***** GIVEN ENTRIES *****

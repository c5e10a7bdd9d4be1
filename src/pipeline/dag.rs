// SPDX-License-Identifier: MIT OR Apache-2.0
// Copyright (c) 2025 flowspec contributors

//! Step dependency graph
//!
//! Builds the directed graph of a pipeline's steps, with an edge from each
//! dependency to the step that depends on it, and detects cycles with Kahn's
//! algorithm. The graph is rebuilt from scratch on every check.

use petgraph::graph::{DiGraph, NodeIndex};
use petgraph::Direction;
use std::collections::{HashMap, VecDeque};

use crate::errors::{FlowspecError, FlowspecResult};
use crate::pipeline::Step;

/// Dependency graph over step names
#[derive(Debug, Clone, Default)]
pub struct StepGraph {
    graph: DiGraph<String, ()>,
    name_to_index: HashMap<String, NodeIndex>,
}

impl StepGraph {
    /// Create an empty graph
    pub fn new() -> Self {
        Self::default()
    }

    /// Build the graph of a step list
    pub fn build(steps: &[Step]) -> FlowspecResult<Self> {
        Self::from_dependencies(
            steps
                .iter()
                .map(|step| (step.name(), step.dependency_names())),
        )
    }

    /// Build from `(step, dependencies)` pairs; every dependency must be listed
    pub fn from_dependencies<'a, I>(entries: I) -> FlowspecResult<Self>
    where
        I: IntoIterator<Item = (&'a str, Vec<&'a str>)>,
    {
        let entries: Vec<(&str, Vec<&str>)> = entries.into_iter().collect();
        let mut builder = Self::new();

        for (name, _) in &entries {
            if builder.name_to_index.contains_key(*name) {
                return Err(FlowspecError::NameConflict {
                    scope: "pipeline".into(),
                    name: name.to_string(),
                });
            }
            let node = builder.graph.add_node(name.to_string());
            builder.name_to_index.insert(name.to_string(), node);
        }

        for (name, deps) in &entries {
            let step_node = builder.name_to_index[*name];
            for dep in deps {
                let dep_node = builder
                    .name_to_index
                    .get(*dep)
                    .copied()
                    .ok_or_else(|| FlowspecError::UnknownStep {
                        step: dep.to_string(),
                    })?;
                if !builder.graph.contains_edge(dep_node, step_node) {
                    builder.graph.add_edge(dep_node, step_node, ());
                }
            }
        }

        Ok(builder)
    }

    pub fn len(&self) -> usize {
        self.graph.node_count()
    }

    pub fn is_empty(&self) -> bool {
        self.graph.node_count() == 0
    }

    /// Run Kahn's algorithm; returns the visit order and the untraveled steps
    fn kahn(&self) -> (Vec<NodeIndex>, Vec<NodeIndex>) {
        let mut pending: Vec<usize> = self
            .graph
            .node_indices()
            .map(|n| self.graph.neighbors_directed(n, Direction::Incoming).count())
            .collect();

        let mut worklist: VecDeque<NodeIndex> = self
            .graph
            .node_indices()
            .filter(|n| pending[n.index()] == 0)
            .collect();

        // Steps present but no entry: nothing can be ordered
        if worklist.is_empty() {
            return (Vec::new(), self.graph.node_indices().collect());
        }

        let mut order = Vec::with_capacity(self.len());
        while let Some(node) = worklist.pop_front() {
            order.push(node);
            for dependent in self.sorted_neighbors(node, Direction::Outgoing) {
                pending[dependent.index()] -= 1;
                if pending[dependent.index()] == 0 {
                    worklist.push_back(dependent);
                }
            }
        }

        let untraveled = self
            .graph
            .node_indices()
            .filter(|n| pending[n.index()] > 0)
            .collect();
        (order, untraveled)
    }

    /// Names of steps caught in or behind a cycle, if any
    pub fn detect_cycle(&self) -> Option<Vec<String>> {
        let (_, untraveled) = self.kahn();
        if untraveled.is_empty() {
            None
        } else {
            Some(untraveled.into_iter().map(|n| self.graph[n].clone()).collect())
        }
    }

    /// Whether the graph contains a directed cycle
    pub fn has_cycle(&self) -> bool {
        self.detect_cycle().is_some()
    }

    /// Fail with `CycleDetected` listing the untraveled steps
    pub fn ensure_acyclic(&self) -> FlowspecResult<()> {
        match self.detect_cycle() {
            Some(steps) => Err(FlowspecError::CycleDetected { steps }),
            None => Ok(()),
        }
    }

    /// Step names in a dependency-respecting order
    pub fn topological_order(&self) -> FlowspecResult<Vec<String>> {
        let (order, untraveled) = self.kahn();
        if !untraveled.is_empty() {
            return Err(FlowspecError::CycleDetected {
                steps: untraveled.into_iter().map(|n| self.graph[n].clone()).collect(),
            });
        }
        Ok(order.into_iter().map(|n| self.graph[n].clone()).collect())
    }

    fn sorted_neighbors(&self, node: NodeIndex, direction: Direction) -> Vec<NodeIndex> {
        let mut neighbors: Vec<NodeIndex> = self.graph.neighbors_directed(node, direction).collect();
        neighbors.sort();
        neighbors
    }

    /// Steps that must run before `step_name`
    pub fn dependencies(&self, step_name: &str) -> Option<Vec<String>> {
        let node = self.name_to_index.get(step_name)?;
        Some(
            self.sorted_neighbors(*node, Direction::Incoming)
                .into_iter()
                .map(|n| self.graph[n].clone())
                .collect(),
        )
    }

    /// Steps that depend on `step_name`
    pub fn dependents(&self, step_name: &str) -> Option<Vec<String>> {
        let node = self.name_to_index.get(step_name)?;
        Some(
            self.sorted_neighbors(*node, Direction::Outgoing)
                .into_iter()
                .map(|n| self.graph[n].clone())
                .collect(),
        )
    }

    /// Check if step A depends (directly or transitively) on step B
    pub fn depends_on(&self, step_a: &str, step_b: &str) -> bool {
        let Some(node_a) = self.name_to_index.get(step_a) else {
            return false;
        };
        let Some(node_b) = self.name_to_index.get(step_b) else {
            return false;
        };

        petgraph::algo::has_path_connecting(&self.graph, *node_b, *node_a, None)
    }

    fn edges(&self) -> Vec<(&str, &str)> {
        let mut edges: Vec<(NodeIndex, NodeIndex)> = self
            .graph
            .edge_indices()
            .filter_map(|e| self.graph.edge_endpoints(e))
            .collect();
        edges.sort();
        edges
            .into_iter()
            .map(|(from, to)| (self.graph[from].as_str(), self.graph[to].as_str()))
            .collect()
    }

    /// Generate Mermaid diagram of the DAG
    pub fn to_mermaid(&self) -> String {
        let mut out = String::from("graph TD\n");

        for node in self.graph.node_indices() {
            let name = &self.graph[node];
            out.push_str(&format!("    {}[{}]\n", name, name));
        }

        for (from, to) in self.edges() {
            out.push_str(&format!("    {} --> {}\n", from, to));
        }

        out
    }

    /// Generate DOT diagram of the DAG
    pub fn to_dot(&self) -> String {
        let mut out = String::from("digraph pipeline {\n");
        out.push_str("    rankdir=TB;\n");
        out.push_str("    node [shape=box, style=rounded];\n\n");

        for (from, to) in self.edges() {
            out.push_str(&format!("    \"{}\" -> \"{}\";\n", from, to));
        }

        for node in self.graph.node_indices() {
            if self.graph.neighbors_undirected(node).count() == 0 {
                out.push_str(&format!("    \"{}\";\n", self.graph[node]));
            }
        }

        out.push_str("}\n");
        out
    }

    /// Numbered run order with each step's label and dependencies
    pub fn to_text<F>(&self, label: F) -> FlowspecResult<String>
    where
        F: Fn(&str) -> String,
    {
        let order = self.topological_order()?;
        let mut out = String::new();

        for (i, name) in order.iter().enumerate() {
            let deps = self.dependencies(name).unwrap_or_default();

            out.push_str(&format!("{}. {} ({})", i + 1, name, label(name)));

            if !deps.is_empty() {
                out.push_str(&format!(" [depends: {}]", deps.join(", ")));
            }

            out.push('\n');
        }

        Ok(out)
    }
}

#[cfg(test)]
mod tests {
    use super::*;

    fn graph(entries: Vec<(&'static str, Vec<&'static str>)>) -> StepGraph {
        StepGraph::from_dependencies(entries).unwrap()
    }

    #[test]
    fn test_empty_graph_is_acyclic() {
        assert!(!graph(vec![]).has_cycle());
    }

    #[test]
    fn test_linear_dag() {
        let dag = graph(vec![("a", vec![]), ("b", vec!["a"]), ("c", vec!["b"])]);
        assert!(!dag.has_cycle());
        assert_eq!(dag.topological_order().unwrap(), vec!["a", "b", "c"]);
    }

    #[test]
    fn test_diamond_dag() {
        let dag = graph(vec![
            ("a", vec![]),
            ("b", vec!["a"]),
            ("c", vec!["a"]),
            ("d", vec!["b", "c"]),
        ]);

        let order = dag.topological_order().unwrap();
        assert_eq!(order, vec!["a", "b", "c", "d"]);
    }

    #[test]
    fn test_single_cycle_detected() {
        let dag = graph(vec![("a", vec!["c"]), ("b", vec!["a"]), ("c", vec!["b"])]);
        let mut cyclic = dag.detect_cycle().unwrap();
        cyclic.sort();
        assert_eq!(cyclic, vec!["a", "b", "c"]);
    }

    #[test]
    fn test_cycle_behind_entry_node() {
        let dag = graph(vec![
            ("root", vec![]),
            ("x", vec!["root", "y"]),
            ("y", vec!["x"]),
            ("tail", vec!["y"]),
        ]);
        let cyclic = dag.detect_cycle().unwrap();
        assert_eq!(cyclic, vec!["x", "y", "tail"]);
        assert!(matches!(
            dag.topological_order(),
            Err(FlowspecError::CycleDetected { .. })
        ));
    }

    #[test]
    fn test_multiple_cycles_and_disjoint_components() {
        let dag = graph(vec![
            ("free", vec![]),
            ("a", vec!["b"]),
            ("b", vec!["a"]),
            ("c", vec!["d"]),
            ("d", vec!["c"]),
        ]);
        assert_eq!(dag.detect_cycle().unwrap().len(), 4);

        let disjoint = graph(vec![("a", vec![]), ("b", vec!["a"]), ("x", vec![]), ("y", vec!["x"])]);
        assert!(!disjoint.has_cycle());
    }

    #[test]
    fn test_unknown_dependency() {
        let result = StepGraph::from_dependencies(vec![("a", vec!["nonexistent"])]);
        assert!(matches!(result, Err(FlowspecError::UnknownStep { .. })));
    }

    #[test]
    fn test_depends_on_check() {
        let dag = graph(vec![("a", vec![]), ("b", vec!["a"]), ("c", vec!["b"])]);

        assert!(dag.depends_on("c", "a"));
        assert!(dag.depends_on("c", "b"));
        assert!(!dag.depends_on("a", "c"));
        assert_eq!(dag.dependents("a").unwrap(), vec!["b"]);
        assert_eq!(dag.dependencies("c").unwrap(), vec!["b"]);
    }

    #[test]
    fn test_renderings() {
        let dag = graph(vec![("a", vec![]), ("b", vec!["a"]), ("lonely", vec![])]);

        let mermaid = dag.to_mermaid();
        assert!(mermaid.starts_with("graph TD\n    a[a]\n"));
        assert!(mermaid.contains("a --> b"));

        let dot = dag.to_dot();
        assert!(dot.contains("\"a\" -> \"b\";"));
        assert!(dot.contains("\"lonely\";"));

        let text = dag.to_text(|_| "op".to_string()).unwrap();
        assert_eq!(text, "1. a (op)\n2. lonely (op)\n3. b (op) [depends: a]\n");
    }
}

*****

Consider the string "label". State how many lines of the data contain it, giving the number alone.

3